This is Not a Gag!
Q: Dr. Crapo: About ten years ago I gave up on my teeth. They were crooked and full of fillings and every time I went to the dentist he’d say, you’ve got three new decay spots or five. It seemed like no matter what I tried, nothing worked.
So finally, I said “to heck with this pull’em and give me dentures”. I thought I won’t have to go back and hear that I’d failed again. I also thought, finally I’ll have some nice teeth. So, I went through with it and had my teeth out and dentures put in. I had a terrible time adjusting, in fact I never did. At first, I had to get used to the fitting and I must say during this time I’d gag every time I put them in.
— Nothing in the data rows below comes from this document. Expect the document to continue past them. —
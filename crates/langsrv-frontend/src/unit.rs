//! The compiler-driving boundary: a compilation unit, its error output,
//! and the trait the engine uses to drive an external front-end to a
//! resolved-AST phase.

use crate::node::Node;
use std::path::PathBuf;

/// One named source handed to the compiler: its URI, and the text to
/// compile (either the tracker's open buffer, disk contents, or a
/// synthetic Java-source stub).
#[derive(Debug, Clone)]
pub struct SourceInput {
    pub uri: String,
    pub text: String,
}

impl SourceInput {
    pub fn new(uri: impl Into<String>, text: impl Into<String>) -> Self {
        Self { uri: uri.into(), text: text.into() }
    }
}

/// A set of sources to compile together against a shared classpath. Built
/// by the compilation-unit factory (outside this crate) and handed to a
/// [`CompilerFrontend`] to drive.
#[derive(Debug, Clone, Default)]
pub struct CompilationUnit {
    pub project_root: PathBuf,
    pub sources: Vec<SourceInput>,
    pub classpath: Vec<PathBuf>,
}

impl CompilationUnit {
    pub fn new(project_root: impl Into<PathBuf>) -> Self {
        Self { project_root: project_root.into(), sources: Vec::new(), classpath: Vec::new() }
    }

    pub fn with_sources(mut self, sources: Vec<SourceInput>) -> Self {
        self.sources = sources;
        self
    }

    pub fn with_classpath(mut self, classpath: Vec<PathBuf>) -> Self {
        self.classpath = classpath;
        self
    }
}

/// Severity of a [`CompilerMessage`], mirroring LSP diagnostic severities.
#[derive(Debug, Clone, Copy, PartialEq, Eq, PartialOrd, Ord, Hash)]
pub enum Severity {
    Error,
    Warning,
}

/// A single message produced by the compiler while driving a unit to a
/// resolved-AST phase. `-1` line/column coordinates (the front-end's way
/// of saying "no precise location") are preserved as-is; the diagnostic
/// handler is responsible for falling back to `(0, 0)`.
#[derive(Debug, Clone)]
pub struct CompilerMessage {
    /// Source locator as reported by the compiler — may be empty or
    /// unparseable; the diagnostic handler is responsible for validating it.
    pub uri: Option<String>,
    pub line: i64,
    pub column: i64,
    pub end_line: i64,
    pub end_column: i64,
    pub severity: Severity,
    pub message: String,
}

/// The result of driving a [`CompilationUnit`] to a resolved-AST phase.
#[derive(Debug, Clone, Default)]
pub struct CompileOutcome {
    /// One module root per source that was successfully compiled.
    pub modules: Vec<(String, Node)>,
    /// Compiler-reported errors and warnings across the whole unit.
    pub messages: Vec<CompilerMessage>,
    /// URIs for which the compiler could not produce a module at all
    /// (parser crash, resource exhaustion) — a catastrophic per-file
    /// failure distinct from an ordinary syntax error.
    pub catastrophic_failures: Vec<String>,
}

/// The trait boundary for an external parser/compiler front-end.
///
/// The engine never implements this itself (implementing a parser is an
/// explicit Non-goal); it only drives an implementation through this
/// trait, and only ever reads the [`Node`] handles the implementation
/// hands back.
pub trait CompilerFrontend: Send + Sync {
    /// Drives `unit` to a resolved-AST phase, returning one module per
    /// source plus any diagnostics. Never panics: a front-end crash for an
    /// individual source is reported via `catastrophic_failures`, not by
    /// unwinding.
    fn compile(&self, unit: &CompilationUnit) -> CompileOutcome;
}
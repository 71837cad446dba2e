//! Trait boundary for the external compiler front-end.
//!
//! Implementing a parser is explicitly out of scope for this engine; this
//! crate only defines the shape the engine reads ([`Node`]) and the trait
//! an external front-end implements to drive a [`CompilationUnit`] to a
//! resolved-AST phase ([`CompilerFrontend`]).

#![cfg_attr(test, allow(clippy::panic, clippy::unwrap_used, clippy::expect_used))]

mod node;
mod unit;

#[cfg(any(test, feature = "test-support"))]
mod test_double;

pub use node::{ImportKind, Node, NodeBuilder, NodeId, NodeKind};
pub use unit::{CompilationUnit, CompileOutcome, CompilerFrontend, CompilerMessage, Severity, SourceInput};

#[cfg(any(test, feature = "test-support"))]
pub use test_double::TestFrontend;
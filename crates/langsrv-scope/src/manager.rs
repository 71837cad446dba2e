//! The workspace-wide project-scope manager.

use crate::scope::ProjectScope;
use langsrv_classpath_cache::{ClasspathScanCache, ClasspathScanner, ScanHandle};
use langsrv_config::Config;
use langsrv_error::CoreResult;
use parking_lot::Mutex;
use std::collections::HashMap;
use std::path::{Path, PathBuf};
use std::sync::Arc;

/// Sentinel root for the workspace-wide scope that owns any document not
/// covered by a registered project.
const DEFAULT_ROOT: &str = "";

/// Owns every registered [`ProjectScope`] plus the workspace-wide default
/// scope, and routes operations to the right one by URI.
pub struct ProjectScopeManager {
    scopes: Mutex<HashMap<PathBuf, Arc<ProjectScope>>>,
    default_scope: Arc<ProjectScope>,
    classpath_cache: Arc<ClasspathScanCache>,
    config: Config,
    source_extension: String,
}

impl ProjectScopeManager {
    pub fn new(config: Config, classpath_cache: Arc<ClasspathScanCache>, source_extension: impl Into<String>) -> Self {
        let source_extension = source_extension.into();
        let default_scope = Arc::new(ProjectScope::new(PathBuf::from(DEFAULT_ROOT), "default".to_string(), &source_extension, Vec::new()));
        Self { scopes: Mutex::new(HashMap::new()), default_scope, classpath_cache, config, source_extension }
    }

    /// The scope whose project root is the longest prefix of `uri`'s
    /// filesystem path, or the default workspace-wide scope if none
    /// matches (or `uri` isn't a `file:` URI at all).
    pub fn find_scope(&self, uri: &str) -> Arc<ProjectScope> {
        let Some(path) = langsrv_uri::uri_to_fs_path(uri) else { return self.default_scope.clone() };
        let scopes = self.scopes.lock();
        scopes
            .values()
            .filter(|scope| path.starts_with(scope.root()))
            .max_by_key(|scope| scope.root().as_os_str().len())
            .cloned()
            .unwrap_or_else(|| self.default_scope.clone())
    }

    /// Creates and registers a scope rooted at `root`. Any already-registered
    /// scope whose root lies under `root` is excluded from `root`'s own
    /// source walk, so the two scopes never claim the same file.
    pub fn register_scope(&self, root: PathBuf, build_tool_tag: impl Into<String>, classpath: Vec<PathBuf>) -> Arc<ProjectScope> {
        let scope = Arc::new(ProjectScope::new(root.clone(), build_tool_tag.into(), &self.source_extension, classpath));

        let mut scopes = self.scopes.lock();
        let nested_roots: Vec<PathBuf> = scopes.keys().filter(|other| other.starts_with(&root) && *other != &root).cloned().collect();
        scope.unit_factory().set_excluded_sub_roots(nested_roots);
        scopes.insert(root, scope.clone());
        scope
    }

    /// Looks up a previously-registered scope by its exact root.
    pub fn scope_at(&self, root: &Path) -> Option<Arc<ProjectScope>> {
        self.scopes.lock().get(root).cloned()
    }

    pub fn default_scope(&self) -> Arc<ProjectScope> {
        self.default_scope.clone()
    }

    /// Every currently-registered project scope (excludes the default
    /// scope, which is never evicted).
    pub fn scopes(&self) -> Vec<Arc<ProjectScope>> {
        self.scopes.lock().values().cloned().collect()
    }

    /// Releases the AST index and classpath handle of every registered
    /// scope beyond the `keep_count` most-recently-accessed.
    pub fn evict_idle(&self, keep_count: usize) {
        let scopes = self.scopes();
        if scopes.len() <= keep_count {
            return;
        }
        let mut by_recency = scopes;
        by_recency.sort_by_key(|s| std::cmp::Reverse(s.last_access()));
        for stale in &by_recency[keep_count..] {
            tracing::debug!(root = %stale.root().display(), "evicting idle scope");
            stale.release_resident_state();
            if let Some(handle) = stale.classpath_handle() {
                self.classpath_cache.release(&handle);
                stale.set_classpath_handle(None);
            }
        }
    }

    /// Convenience wrapper around [`Self::evict_idle`] using the manager's
    /// configured `scope_keep_count`.
    pub fn evict_idle_to_configured_limit(&self) {
        self.evict_idle(self.config.scope_keep_count);
    }

    /// Replaces `root`'s classpath: invalidates its unit factory, releases
    /// the old shared scan (refcount decrement), and clears the handle so
    /// the next compile re-acquires one lazily via [`Self::ensure_classpath`].
    pub fn invalidate_classpath(&self, root: &Path, new_classpath: Vec<PathBuf>) -> bool {
        let Some(scope) = self.scope_at(root) else { return false };
        scope.unit_factory().set_additional_classpath(new_classpath);
        if let Some(old) = scope.classpath_handle() {
            self.classpath_cache.release(&old);
        }
        scope.set_classpath_handle(None);
        true
    }

    /// Acquires (or reuses) the shared classpath scan for `scope`,
    /// without re-scanning if a handle is already held.
    pub fn ensure_classpath(&self, scope: &ProjectScope, classpath: &[PathBuf], scanner: &dyn ClasspathScanner) -> CoreResult<ScanHandle> {
        if let Some(handle) = scope.classpath_handle() {
            return Ok(handle);
        }
        let handle = self.classpath_cache.acquire(classpath, scanner)?;
        scope.set_classpath_handle(Some(handle.clone()));
        Ok(handle)
    }

    pub fn config(&self) -> &Config {
        &self.config
    }
}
I could get one in but not both at the same time without feeling like I was about to lose breakfast, lunch and dinner. It was awful! My dentist tried to make the dentures as small as possible and still have them stay in but to no avail. So, for five years I’ve gone without teeth. I’ve managed but despite trying to think it’s just my cross to bear,
I really know I sound toothless, I look toothless and my diet has to be cooked and soft. I’ve read about implants, would they help? I’ve been told I’ve got enough bone for the bottom implants but not enough for the top. I can’t see getting teeth on the bottom with no teeth on the top to work against. What can be done?
A: Individuals who have severe gag reflexes demonstrate several areas in the mouth that produce over reaction to foreign body stimulation. At times flossing and tooth brushing will cause gagging. Classically roof of the mouth and back of the tongue are the culprits for gagging but I have patients that are so volatilely prone to gagging that I can’t even put the mouth mirror past their lips without them retching.
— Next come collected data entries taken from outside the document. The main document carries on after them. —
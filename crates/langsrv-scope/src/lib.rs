//! Project-scope lifecycle: one [`ProjectScope`] per build-tool-discovered
//! project root plus a workspace-wide default, owned and routed by
//! [`ProjectScopeManager`].

#![cfg_attr(test, allow(clippy::panic, clippy::unwrap_used, clippy::expect_used))]

mod manager;
mod scope;

pub use manager::ProjectScopeManager;
pub use scope::{ProjectScope, ScopeState};
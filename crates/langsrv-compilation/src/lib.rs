//! Compilation-unit factory and the compile/visit/placeholder
//! orchestrator for a single project scope.
//!
//! Neither piece here owns a scope's lock or lifetime — that's
//! `langsrv-scope`'s job. This crate is the mechanical middle of the
//! pipeline: build a [`langsrv_frontend::CompilationUnit`] from disk and
//! open buffers, drive it through a [`langsrv_frontend::CompilerFrontend`],
//! and turn the result into an [`langsrv_ast_index::AstIndex`].

#![cfg_attr(test, allow(clippy::panic, clippy::unwrap_used, clippy::expect_used))]

mod orchestrator;
mod unit_factory;

pub use orchestrator::{compile, visit_ast_full, visit_ast_incremental, PlaceholderGuard};
pub use unit_factory::CompilationUnitFactory;
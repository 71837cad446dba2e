//! Unused-import detection.
//!
//! The AST handed back by a front-end only exposes shape for declarations
//! the engine indexes (imports, classes, methods); statement and
//! expression bodies are opaque [`NodeKind::Other`] nodes. So rather than
//! walk referenced-type nodes that don't exist, this scans the module's
//! own source text for a whole-word occurrence of each import's simple
//! name outside the import statement itself — the same signal a
//! "references anywhere in the body" check would produce, without
//! needing expression-level AST fidelity.

use langsrv_frontend::{ImportKind, Node, NodeKind};
use langsrv_position::Range;
use regex::Regex;
use std::collections::HashSet;
use std::sync::LazyLock;

use crate::Diagnostic;

/// Names always considered "used" regardless of textual occurrence —
/// primitives and a handful of types so ubiquitous that flagging their
/// import would be noise no reviewer wants.
const ALWAYS_USED: &[&str] = &["int", "long", "short", "byte", "char", "boolean", "float", "double", "void", "Object", "String"];

#[allow(clippy::unwrap_used)]
static WORD: LazyLock<Regex> = LazyLock::new(|| match Regex::new(r"[A-Za-z_][A-Za-z0-9_]*") {
    Ok(re) => re,
    Err(_) => unreachable!("WORD regex failed to compile"),
});

/// Computes unused-import diagnostics for one compiled module.
///
/// `source` is the exact text the module was compiled from (so import
/// line numbers line up with the AST's ranges).
pub fn unused_import_diagnostics(source: &str, module: &Node) -> Vec<Diagnostic> {
    if module.kind() != NodeKind::Module {
        return Vec::new();
    }
    let lines: Vec<&str> = source.lines().collect();

    module
        .children()
        .iter()
        .filter(|child| child.kind() == NodeKind::Import)
        .filter_map(|import| unused_diagnostic_for(import, &lines))
        .collect()
}

fn unused_diagnostic_for(import: &Node, lines: &[&str]) -> Option<Diagnostic> {
    if import.is_synthetic() {
        return None;
    }
    match import.import_kind() {
        Some(ImportKind::Regular) | Some(ImportKind::Static) => {}
        _ => return None,
    }
    let imported_name = import.imported_name()?;
    let simple_name = import.imported_alias().unwrap_or_else(|| simple_name_of(imported_name));
    if ALWAYS_USED.contains(&simple_name) {
        return None;
    }

    let import_line = import.range().start.line as usize;
    let referenced = lines.iter().enumerate().any(|(i, line)| {
        if i == import_line {
            return false;
        }
        WORD.find_iter(line).any(|m| m.as_str() == simple_name)
    });
    if referenced {
        return None;
    }

    Some(Diagnostic {
        range: import.range(),
        severity: langsrv_frontend::Severity::Warning,
        message: format!("Unused import: '{imported_name}'"),
    })
}

fn simple_name_of(qualified: &str) -> &str {
    qualified.rsplit('.').next().unwrap_or(qualified)
}
//! Cross-scope workspace-symbol search.

use langsrv_documents::DocumentTracker;
use langsrv_position::Range;
use langsrv_scope::ProjectScopeManager;
use std::collections::HashSet;
use std::path::PathBuf;

/// One class found while searching across every scope with an open
/// document.
#[derive(Debug, Clone, PartialEq, Eq)]
pub struct SymbolMatch {
    pub qualified_name: String,
    pub uri: String,
    pub range: Range,
}

/// Searches for `query` as a substring of a class's qualified name,
/// across every scope that currently owns at least one open document.
/// No cross-scope deduplication: a class visible from two scopes (e.g.
/// a shared library module) is reported once per scope.
pub fn workspace_symbols(manager: &ProjectScopeManager, tracker: &DocumentTracker, query: &str) -> Vec<SymbolMatch> {
    let mut seen_roots: HashSet<PathBuf> = HashSet::new();
    let scopes: Vec<_> = tracker
        .open_uris()
        .into_iter()
        .map(|uri| manager.find_scope(&uri))
        .filter(|scope| seen_roots.insert(scope.root().to_path_buf()))
        .collect();

    let mut matches = Vec::new();
    for scope in scopes {
        let state = scope.read();
        for (name, uri, node) in state.ast.classes_by_name_iter() {
            if name.contains(query) {
                matches.push(SymbolMatch { qualified_name: name.to_string(), uri: uri.to_string(), range: node.range() });
            }
        }
    }
    matches
}

#[cfg(test)]
mod tests {
    use super::*;
    use crate::compile::ensure_compiled;
    use langsrv_classpath_cache::ClasspathScanCache;
    use langsrv_config::Config;
    use langsrv_frontend::TestFrontend;
    use std::fs;
    use std::sync::Arc;

    #[test]
    fn only_scopes_with_an_open_document_are_searched() {
        let config = Config::default();
        let manager = ProjectScopeManager::new(config.clone(), Arc::new(ClasspathScanCache::new(None, false, 0.9)), "groovy");

        let dir_a = tempfile::tempdir().unwrap();
        fs::write(dir_a.path().join("Alpha.groovy"), "class Alpha {}\n").unwrap();
        let dir_b = tempfile::tempdir().unwrap();
        fs::write(dir_b.path().join("Beta.groovy"), "class Beta {}\n").unwrap();

        let scope_a = manager.register_scope(dir_a.path().to_path_buf(), "gradle", Vec::new());
        let scope_b = manager.register_scope(dir_b.path().to_path_buf(), "gradle", Vec::new());

        let tracker = DocumentTracker::new();
        ensure_compiled(&scope_a, &tracker, &TestFrontend::new(), &config);
        ensure_compiled(&scope_b, &tracker, &TestFrontend::new(), &config);

        let uri_a = langsrv_uri::fs_path_to_uri(dir_a.path().join("Alpha.groovy")).unwrap();
        tracker.open(&uri_a, "class Alpha {}\n".to_string(), 1).unwrap();

        let matches = workspace_symbols(&manager, &tracker, "");
        assert_eq!(matches.len(), 1);
        assert_eq!(matches[0].qualified_name, "Alpha");
    }

    #[test]
    fn matches_by_substring_of_the_qualified_name() {
        let config = Config::default();
        let manager = ProjectScopeManager::new(config.clone(), Arc::new(ClasspathScanCache::new(None, false, 0.9)), "groovy");
        let dir = tempfile::tempdir().unwrap();
        fs::write(dir.path().join("Widget.groovy"), "package com.example\nclass Widget {}\n").unwrap();
        let scope = manager.register_scope(dir.path().to_path_buf(), "gradle", Vec::new());

        let tracker = DocumentTracker::new();
        ensure_compiled(&scope, &tracker, &TestFrontend::new(), &config);
        let uri = langsrv_uri::fs_path_to_uri(dir.path().join("Widget.groovy")).unwrap();
        tracker.open(&uri, "package com.example\nclass Widget {}\n".to_string(), 1).unwrap();

        assert_eq!(workspace_symbols(&manager, &tracker, "Widg").len(), 1);
        assert!(workspace_symbols(&manager, &tracker, "Nope").is_empty());
    }
}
Interesting enough food and its chewing and swallowing does not cause gagging. When I have placed bridge work in these individuals (they’ve been sedated during these procedures) it has been readily accepted (i.e. no post-op gagging).
In your case bridgework could be fitted to your lower jaw with implants. At the same time sinus grafting will produce more than adequate bone for future implants and bridgework to be placed in your upper jaw. All of this work can be done with intravenous sedation – a gentle procedure, not a general anesthetic, that eliminates an awareness of the procedures. If you’re not able to wear an upper denture while the graft is healing, know that it is only time before the bridgework will be placed and your chewing and smiling return.